BEGIN INPUT FOR THIS TASK

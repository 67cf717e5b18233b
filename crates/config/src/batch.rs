use serde::Deserialize;

use crate::{ConfigError, ConfigSection};

#[derive(Debug, Clone, Deserialize)]
pub struct BatchControllerConfig {
    pub rollup_size: usize,
    pub max_rollup_wait_time_ms: u64,
    pub min_rollup_interval_ms: u64,
}

impl ConfigSection for BatchControllerConfig {
    const PREFIX: &'static str = "BATCH_";
}

impl BatchControllerConfig {
    pub fn validate(&self) -> Result<(), ConfigError> {
        if !self.rollup_size.is_power_of_two() {
            return Err(ConfigError::Invalid(
                "BATCH_ROLLUP_SIZE must be a power of two".to_string(),
            ));
        }
        if self.min_rollup_interval_ms > self.max_rollup_wait_time_ms {
            return Err(ConfigError::Invalid(
                "BATCH_MIN_ROLLUP_INTERVAL_MS must not exceed BATCH_MAX_ROLLUP_WAIT_TIME_MS"
                    .to_string(),
            ));
        }
        Ok(())
    }
}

END INPUT FOR THIS TASK

EXERCISE AIM: Using the data above, copy each line that contains "impl".

SOLUTION FOR THIS TASK:
impl ConfigSection for BatchControllerConfig {
impl BatchControllerConfig {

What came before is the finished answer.